Gráfico 1 | Proporção da população com idade até 14 anos e acima de sessenta anos, 1980-2070
Fonte: Elaboração própria, com base em United Nations (2015).
A proporção da população idosa (acima de sessenta anos) está aumentando, enquanto a proporção da população de jovens (zero a 14 anos) e de adultos (de 15 a sessenta anos) se reduz. O peso das pessoas economicamente dependentes, na população brasileira, chamado de razão de dependência, aumentaria de 0,53, em 2015, para 0,59, em 2030 (UNITED NATIONS, 2015).
O processo de evolução demográfica das sociedades é usualmente descrito em quatro etapas. Na primeira, a taxa de nascimento e a taxa de mortalidade são altas, resultando em baixo crescimento populacional e estrutura etária com formato de pirâmide, com muitas crianças e pouca população idosa.

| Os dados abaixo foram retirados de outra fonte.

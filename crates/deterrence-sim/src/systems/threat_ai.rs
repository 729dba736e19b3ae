//! Threat AI system — updates threat behavior each tick.
//!
//! Calls the threat FSM from deterrence-threat-ai to compute phase transitions,
//! then updates ECS components accordingly.

use hecs::World;

use deterrence_core::components::{Threat, ThreatProfile};
use deterrence_core::constants::DT;
use deterrence_core::enums::ThreatPhase;
use deterrence_core::events::AudioEvent;
use deterrence_core::types::{Position, Velocity};

use deterrence_threat_ai::fsm::{evaluate, ThreatContext};

/// Run the threat AI system: evaluate FSM for each threat, apply updates.
pub fn run(world: &mut World, current_tick: u64, audio_events: &mut Vec<AudioEvent>) {
    // Collect updates in a buffer to avoid borrow issues with hecs
    let mut updates: Vec<(hecs::Entity, ThreatPhase, Velocity)> = Vec::new();

    {
        let mut query = world.query::<(&Threat, &Position, &Velocity, &ThreatProfile)>();
        for (entity, (_threat, pos, vel, profile)) in query.iter() {
            // Skip terminal states
            if matches!(profile.phase, ThreatPhase::Destroyed | ThreatPhase::Impact) {
                continue;
            }

            let range = pos.horizontal_range_to(&profile.target);
            let elapsed_in_phase =
                (current_tick.saturating_sub(profile.phase_start_tick)) as f64 * DT;

            let ctx = ThreatContext {
                archetype: profile.archetype,
                phase: profile.phase,
                position: *pos,
                velocity: *vel,
                target: profile.target,
                range_to_target: range,
                is_engaged: profile.is_engaged,
                elapsed_in_phase_secs: elapsed_in_phase,
            };

            let update = evaluate(&ctx);
            if update.phase_changed {
                updates.push((entity, update.new_phase, update.new_velocity));
            }
        }
    }

    // Apply updates
    for (entity, new_phase, new_velocity) in updates {
        if let Ok(mut profile) = world.get::<&mut ThreatProfile>(entity) {
            profile.phase = new_phase;
            profile.phase_start_tick = current_tick;
        }
        if let Ok(mut vel) = world.get::<&mut Velocity>(entity) {
            *vel = new_velocity;
        }

        // Emit VampireImpact audio event when threat reaches target
        if new_phase == ThreatPhase::Impact {
            if let Ok(pos) = world.get::<&Position>(entity) {
                let bearing = Position::default().bearing_to(&pos);
                audio_events.push(AudioEvent::VampireImpact { bearing });
            }
        }
    }
}
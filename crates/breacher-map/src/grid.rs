//! MapState: the battle grid with cover masks and the interactable arena.

use std::collections::HashMap;

use serde::{Deserialize, Serialize};

use breacher_core::enums::{CoverHeight, TileKind};
use breacher_core::interact::{
    DoorState, HazardState, Interactable, InteractableKind, TerminalState,
};
use breacher_core::types::{Dir8, GridPos, InteractableId};

use crate::template::ParsedTemplate;

/// Cover height toward each of the eight directions, derived at build time
/// from the tile's neighbors.
#[derive(Debug, Clone, Copy, Default, PartialEq, Eq, Serialize, Deserialize)]
pub struct CoverMask {
    heights: [CoverHeight; 8],
}

impl CoverMask {
    pub fn get(&self, dir: Dir8) -> CoverHeight {
        self.heights[dir.index()]
    }

    fn set(&mut self, dir: Dir8, height: CoverHeight) {
        self.heights[dir.index()] = height;
    }
}

/// One grid cell.
#[derive(Debug, Clone, Default, Serialize, Deserialize)]
pub struct Tile {
    pub kind: TileKind,
    pub cover: CoverMask,
    pub entry_zone: bool,
    pub interactable: Option<InteractableId>,
}

/// The battle map: an immutable-size tile grid plus the interactable
/// arena. Tiles never change kind after build; doors and the like change
/// state through their interactable.
#[derive(Debug, Clone, Serialize, Deserialize)]
pub struct MapState {
    width: u32,
    height: u32,
    tiles: Vec<Tile>,
    interactables: Vec<Interactable>,
    #[serde(skip)]
    index_by_id: HashMap<InteractableId, usize>,
}

impl MapState {
    /// Build from a parsed template: assign interactable ids in reading
    /// order, then derive cover masks.
    pub fn from_template(parsed: ParsedTemplate) -> Self {
        let mut tiles: Vec<Tile> = parsed
            .tiles
            .iter()
            .zip(parsed.entry.iter())
            .map(|(&kind, &entry_zone)| Tile {
                kind,
                cover: CoverMask::default(),
                entry_zone,
                interactable: None,
            })
            .collect();

        let mut interactables = Vec::with_capacity(parsed.seeds.len());
        let mut index_by_id = HashMap::new();
        for (i, (kind, pos)) in parsed.seeds.into_iter().enumerate() {
            let id = InteractableId(i as u32);
            tiles[(pos.y as u32 * parsed.width + pos.x as u32) as usize].interactable = Some(id);
            index_by_id.insert(id, interactables.len());
            interactables.push(Interactable::new(id, pos, kind));
        }

        let mut map = Self {
            width: parsed.width,
            height: parsed.height,
            tiles,
            interactables,
            index_by_id,
        };
        map.derive_cover();
        map
    }

    /// Rebuild the id index after deserialization.
    pub fn reindex(&mut self) {
        self.index_by_id = self
            .interactables
            .iter()
            .enumerate()
            .map(|(i, it)| (it.id, i))
            .collect();
    }

    fn derive_cover(&mut self) {
        let mut masks = vec![CoverMask::default(); self.tiles.len()];
        for y in 0..self.height as i32 {
            for x in 0..self.width as i32 {
                let pos = GridPos::new(x, y);
                let mut mask = CoverMask::default();
                for dir in Dir8::ALL {
                    let (dx, dy) = dir.delta();
                    let neighbor = pos.offset(dx, dy);
                    let height = match self.tile(neighbor).map(|t| t.kind) {
                        Some(TileKind::Wall) => CoverHeight::Full,
                        Some(TileKind::Cover(h)) => h,
                        // Doors contribute no cover; their sight blocking
                        // already gates LOS.
                        _ => CoverHeight::None,
                    };
                    mask.set(dir, height);
                }
                masks[(y as u32 * self.width + x as u32) as usize] = mask;
            }
        }
        for (tile, mask) in self.tiles.iter_mut().zip(masks) {
            tile.cover = mask;
        }
    }

    pub fn width(&self) -> u32 {
        self.width
    }

    pub fn height(&self) -> u32 {
        self.height
    }

    pub fn in_bounds(&self, pos: GridPos) -> bool {
        pos.x >= 0 && pos.y >= 0 && pos.x < self.width as i32 && pos.y < self.height as i32
    }

    pub fn tile(&self, pos: GridPos) -> Option<&Tile> {
        if !self.in_bounds(pos) {
            return None;
        }
        Some(&self.tiles[(pos.y as u32 * self.width + pos.x as u32) as usize])
    }

    /// Whether actors can stand on or step through this cell. Floor is
    /// walkable unless a blocking interactable (terminal, shut door)
    /// occupies it; Door tiles follow their door state.
    pub fn is_walkable(&self, pos: GridPos) -> bool {
        let Some(tile) = self.tile(pos) else {
            return false;
        };
        match tile.kind {
            TileKind::Floor | TileKind::Door => match tile.interactable {
                Some(id) => self
                    .interactable(id)
                    .map(|it| !it.blocks_movement())
                    .unwrap_or(true),
                None => true,
            },
            TileKind::Wall | TileKind::Void | TileKind::Cover(_) => false,
        }
    }

    /// Whether this cell blocks sight lines across it.
    pub fn blocks_sight(&self, pos: GridPos) -> bool {
        let Some(tile) = self.tile(pos) else {
            // Out of bounds blocks; rays never escape the map.
            return true;
        };
        match tile.kind {
            TileKind::Wall => true,
            TileKind::Door => match tile.interactable {
                Some(id) => self
                    .interactable(id)
                    .map(|it| it.blocks_sight())
                    .unwrap_or(false),
                None => false,
            },
            _ => false,
        }
    }

    /// Cover protecting a defender on `defender` from an attacker on
    /// `attacker`: octant lookup into the defender tile's mask.
    pub fn cover_toward(&self, defender: GridPos, attacker: GridPos) -> CoverHeight {
        if defender == attacker {
            return CoverHeight::None;
        }
        let dir = Dir8::toward(defender, attacker);
        self.tile(defender)
            .map(|t| t.cover.get(dir))
            .unwrap_or(CoverHeight::None)
    }

    /// All entry-zone tiles in row-major order.
    pub fn entry_zones(&self) -> Vec<GridPos> {
        let mut zones = Vec::new();
        for y in 0..self.height as i32 {
            for x in 0..self.width as i32 {
                let pos = GridPos::new(x, y);
                if self.tiles[(y as u32 * self.width + x as u32) as usize].entry_zone {
                    zones.push(pos);
                }
            }
        }
        zones
    }

    pub fn is_entry_zone(&self, pos: GridPos) -> bool {
        self.tile(pos).map(|t| t.entry_zone).unwrap_or(false)
    }

    pub fn interactable(&self, id: InteractableId) -> Option<&Interactable> {
        let idx = *self.index_by_id.get(&id)?;
        Some(&self.interactables[idx])
    }

    pub fn interactable_mut(&mut self, id: InteractableId) -> Option<&mut Interactable> {
        let idx = *self.index_by_id.get(&id)?;
        Some(&mut self.interactables[idx])
    }

    pub fn interactable_at(&self, pos: GridPos) -> Option<&Interactable> {
        let id = self.tile(pos)?.interactable?;
        self.interactable(id)
    }

    /// Interactables in id order.
    pub fn interactables(&self) -> impl Iterator<Item = &Interactable> {
        self.interactables.iter()
    }

    pub fn terminal_count(&self) -> u32 {
        self.interactables
            .iter()
            .filter(|it| matches!(it.kind, InteractableKind::Terminal(_)))
            .count() as u32
    }

    pub fn hacked_terminal_count(&self) -> u32 {
        self.interactables
            .iter()
            .filter(|it| matches!(it.kind, InteractableKind::Terminal(TerminalState::Hacked)))
            .count() as u32
    }

    pub fn armed_hazard_count(&self) -> u32 {
        self.interactables
            .iter()
            .filter(|it| matches!(it.kind, InteractableKind::Hazard(HazardState::Armed)))
            .count() as u32
    }
}
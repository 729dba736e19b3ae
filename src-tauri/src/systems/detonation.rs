use crate::ecs::components::*;
use crate::ecs::entity::EntityId;
use crate::ecs::world::World;
use crate::engine::config;
use crate::events::game_events::{DetonationEvent, GameEvent, ImpactEvent};

pub struct DetonationResult {
    pub events: Vec<GameEvent>,
    pub missiles_impacted: u32,
}

/// Check for interceptor target arrival and missile ground impact.
/// Creates shockwave entities at detonation points, despawns detonated entities.
pub fn run(world: &mut World, tick: u64) -> DetonationResult {
    let mut result = DetonationResult {
        events: Vec::new(),
        missiles_impacted: 0,
    };

    let mut to_detonate: Vec<(usize, f32, f32, f32, f32, bool, bool)> = Vec::new();
    // (entity_idx, det_x, det_y, yield_force, blast_radius, is_ground_impact, is_area_denial)

    for idx in world.alive_entities() {
        let marker = match &world.markers[idx] {
            Some(m) => m,
            None => continue,
        };
        let transform = match &world.transforms[idx] {
            Some(t) => *t,
            None => continue,
        };

        match marker.kind {
            EntityKind::Interceptor => {
                let interceptor = match &world.interceptors[idx] {
                    Some(i) => i,
                    None => continue,
                };

                let dx = transform.x - interceptor.target_x;
                let dy = transform.y - interceptor.target_y;
                let dist_sq = dx * dx + dy * dy;
                let proximity = config::INTERCEPTOR_DETONATION_PROXIMITY;

                let mut should_detonate = dist_sq < proximity * proximity;

                // Proximity fuse: auto-detonate when near any enemy missile
                if !should_detonate && interceptor.proximity_fuse_radius > 0.0 {
                    let fuse_sq = interceptor.proximity_fuse_radius * interceptor.proximity_fuse_radius;
                    for &midx in world.alive_entities().iter() {
                        if let Some(m) = &world.markers[midx]
                            && m.kind == EntityKind::Missile
                            && let Some(mt) = &world.transforms[midx]
                        {
                            let mx = transform.x - mt.x;
                            let my = transform.y - mt.y;
                            if mx * mx + my * my < fuse_sq {
                                should_detonate = true;
                                break;
                            }
                        }
                    }
                }

                // If post-burn, check if moving away from target (overshoot)
                if !should_detonate
                    && interceptor.burn_remaining <= 0.0
                    && let Some(vel) = &world.velocities[idx]
                {
                    let to_target_x = interceptor.target_x - transform.x;
                    let to_target_y = interceptor.target_y - transform.y;
                    let dot = vel.vx * to_target_x + vel.vy * to_target_y;
                    if dot < 0.0 {
                        should_detonate = true;
                    }
                }

                if should_detonate {
                    let warhead = world.warheads[idx].unwrap_or(Warhead {
                        yield_force: config::WARHEAD_YIELD,
                        blast_radius_base: config::WARHEAD_BLAST_RADIUS,
                        warhead_type: WarheadType::Standard,
                    });
                    let is_area_denial = interceptor.interceptor_type
                        == InterceptorType::AreaDenial;
                    to_detonate.push((
                        idx,
                        transform.x,
                        transform.y,
                        warhead.yield_force,
                        warhead.blast_radius_base,
                        false,
                        is_area_denial,
                    ));
                }
            }
            EntityKind::Missile => {
                // Missile hits ground
                if transform.y <= config::GROUND_Y {
                    let warhead = world.warheads[idx].unwrap_or(Warhead {
                        yield_force: config::WARHEAD_YIELD,
                        blast_radius_base: config::WARHEAD_BLAST_RADIUS,
                        warhead_type: WarheadType::Standard,
                    });
                    to_detonate.push((
                        idx,
                        transform.x,
                        config::GROUND_Y,
                        warhead.yield_force,
                        warhead.blast_radius_base,
                        true,
                        false,
                    ));
                }
            }
            _ => {}
        }
    }

    // Process detonations: despawn entity, spawn shockwave, emit event
    for (idx, det_x, det_y, yield_force, blast_radius, is_ground_impact, is_area_denial) in
        to_detonate
    {
        // Despawn the detonated entity
        if let Some(generation) = world.allocator.generation_of(idx as u32) {
            let eid = EntityId::new(idx as u32, generation);
            world.despawn(eid);
        }

        // Spawn shockwave entity
        let sw_id = world.spawn();
        let sw_idx = sw_id.index as usize;
        world.transforms[sw_idx] = Some(Transform {
            x: det_x,
            y: det_y,
            rotation: 0.0,
        });
        let (expansion_rate, lifetime_ticks) = if is_area_denial {
            (config::AREA_DENIAL_EXPANSION_RATE, config::AREA_DENIAL_LINGER_TICKS)
        } else {
            (config::SHOCKWAVE_EXPANSION_RATE, config::SHOCKWAVE_LIFETIME_TICKS)
        };
        world.shockwaves[sw_idx] = Some(Shockwave {
            radius: 0.0,
            max_radius: blast_radius,
            force: yield_force,
            expansion_rate,
            damage_applied: false,
        });
        world.markers[sw_idx] = Some(EntityMarker {
            kind: EntityKind::Shockwave,
        });
        world.lifetimes[sw_idx] = Some(Lifetime {
            remaining_ticks: lifetime_ticks,
        });

        // Emit event
        if is_ground_impact {
            result.missiles_impacted += 1;
            result.events.push(GameEvent::Impact(ImpactEvent {
                entity_id: idx as u32,
                x: det_x,
                y: det_y,
                tick,
            }));
        } else {
            result.events.push(GameEvent::Detonation(DetonationEvent {
                entity_id: idx as u32,
                x: det_x,
                y: det_y,
                yield_force,
                tick,
            }));
        }
    }

    result
}
//! Missile kinematics system — handles interceptor flight phase transitions and guidance.
//!
//! Manages Boost → Midcourse → Terminal phase transitions and velocity retargeting
//! so interceptors track moving targets rather than flying to a fixed PIP.

use std::collections::HashMap;

use hecs::World;

use deterrence_core::components::{Interceptor, MissileState};
use deterrence_core::constants::*;
use deterrence_core::enums::{MissilePhase, WeaponType};
use deterrence_core::types::{Position, Velocity};

use crate::engagement::Engagement;

/// Run missile kinematics for one tick: phase transitions and velocity retargeting.
pub fn run(world: &mut World, engagements: &HashMap<u32, Engagement>, current_tick: u64) {
    // Collect updates to apply (avoid borrow conflicts with hecs)
    let mut updates: Vec<(hecs::Entity, MissilePhase, Option<Velocity>)> = Vec::new();

    {
        let mut query = world.query::<(&Interceptor, &MissileState, &Position)>();
        for (entity, (_interceptor, missile, interceptor_pos)) in query.iter() {
            let eng = match engagements.get(&missile.engagement_id) {
                Some(e) => e,
                None => continue,
            };

            match missile.phase {
                MissilePhase::Boost => {
                    // Transition to Midcourse after boost duration
                    let elapsed_secs =
                        (current_tick.saturating_sub(missile.phase_start_tick)) as f64 * DT;
                    if elapsed_secs >= MISSILE_BOOST_DURATION_SECS {
                        updates.push((entity, MissilePhase::Midcourse, None));
                    }
                    // During boost, velocity stays fixed (straight line toward PIP)
                }
                MissilePhase::Midcourse => {
                    // Get target position for guidance
                    let target_pos = match world.get::<&Position>(eng.target_entity) {
                        Ok(p) => *p,
                        Err(_) => continue, // target gone, fire_control will abort
                    };

                    let distance = interceptor_pos.range_to(&target_pos);

                    // Check for terminal transition
                    if distance <= TERMINAL_GUIDANCE_RANGE {
                        // ER missiles have active seekers — no illuminator needed
                        let can_go_terminal = missile.weapon_type == WeaponType::ExtendedRange
                            || eng.illuminator_channel.is_some();

                        if can_go_terminal {
                            // Retarget velocity toward target and transition
                            let new_vel = retarget_velocity(
                                interceptor_pos,
                                &target_pos,
                                missile.weapon_type,
                            );
                            updates.push((entity, MissilePhase::Terminal, Some(new_vel)));
                            continue;
                        }
                    }

                    // Midcourse guidance: retarget velocity toward current target position
                    let new_vel =
                        retarget_velocity(interceptor_pos, &target_pos, missile.weapon_type);
                    updates.push((entity, MissilePhase::Midcourse, Some(new_vel)));
                }
                MissilePhase::Terminal => {
                    // Terminal guidance: continue tracking target
                    let target_pos = match world.get::<&Position>(eng.target_entity) {
                        Ok(p) => *p,
                        Err(_) => continue,
                    };
                    let new_vel =
                        retarget_velocity(interceptor_pos, &target_pos, missile.weapon_type);
                    updates.push((entity, MissilePhase::Terminal, Some(new_vel)));
                }
                MissilePhase::Complete => {}
            }
        }
    }

    // Apply updates
    for (entity, new_phase, new_vel) in updates {
        if let Ok(mut missile) = world.get::<&mut MissileState>(entity) {
            if missile.phase != new_phase {
                missile.phase = new_phase;
                missile.phase_start_tick = current_tick;
            }
        }
        if let Some(vel) = new_vel {
            if let Ok(mut v) = world.get::<&mut Velocity>(entity) {
                *v = vel;
            }
        }
    }
}

/// Calculate velocity vector pointing from interceptor toward target at missile speed.
fn retarget_velocity(from: &Position, to: &Position, weapon_type: WeaponType) -> Velocity {
    let dx = to.x - from.x;
    let dy = to.y - from.y;
    let dz = to.z - from.z;
    let dist = (dx * dx + dy * dy + dz * dz).sqrt();
    let speed = missile_speed(weapon_type);

    if dist > 1.0 {
        Velocity::new(speed * dx / dist, speed * dy / dist, speed * dz / dist)
    } else {
        Velocity::new(0.0, speed, 0.0) // fallback
    }
}

/// Get missile speed for a weapon type.
fn missile_speed(weapon_type: WeaponType) -> f64 {
    match weapon_type {
        WeaponType::Standard => STANDARD_MISSILE_SPEED,
        WeaponType::ExtendedRange => EXTENDED_RANGE_MISSILE_SPEED,
        WeaponType::PointDefense => POINT_DEFENSE_MISSILE_SPEED,
    }
}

Na segunda etapa, a queda da mortalidade infantil combinada com a manutenção de altas taxas de fertilidade provoca crescimento populacional, potencialmente com um efeito virtuoso, o chamado “bônus demográfico”, uma vez que cresce a proporção da população em idade ativa.
Na terceira etapa, o fato relevante é a queda na taxa de fertilidade, estreitando a base da pirâmide e empurrando para cima a média de idade da população. Por fim, na quarta, a mortalidade e a fertilidade são baixas e estáveis, o crescimento populacional estabiliza-se e a estrutura etária torna-se quase retangular, com maior peso da população idosa, marcada pelo fenômeno do envelhecimento populacional (HE; GOODKIND; KOWAL, 2016).
O envelhecimento populacional pode ser explicado por dois fatores-chave: o aumento da expectativa de vida e a queda da taxa de fecundidade. Nos últimos anos, o mundo assistiu a uma grande elevação da expectativa de vida ao nascer de sua população. Nos anos 1950, a expectativa de vida era de 46,8 anos. Em 2015, esse indicador passou para 70,4, e espera-se que em 2030 chegue a 74,5 anos.
O Brasil segue a tendência mundial, sendo projetada para 2030 uma expectativa de vida populacional média de 79 anos (UNITED NATIONS, 2015). Esse aumento da expectativa de vida ao nascer é causado conjuntamente pela redução da mortalidade infantil e pela maior sobrevivência em idades mais avançadas. Na maior parte do mundo que ainda passa pela primeira transição demográfica, a redução da mortalidade infantil foi o fator preponderante para elevar a expectativa de vida. Nos países desenvolvidos, onde o patamar de mortalidade infantil é baixo, o fator de maior impacto foi o aumento da sobrevivência dos idosos.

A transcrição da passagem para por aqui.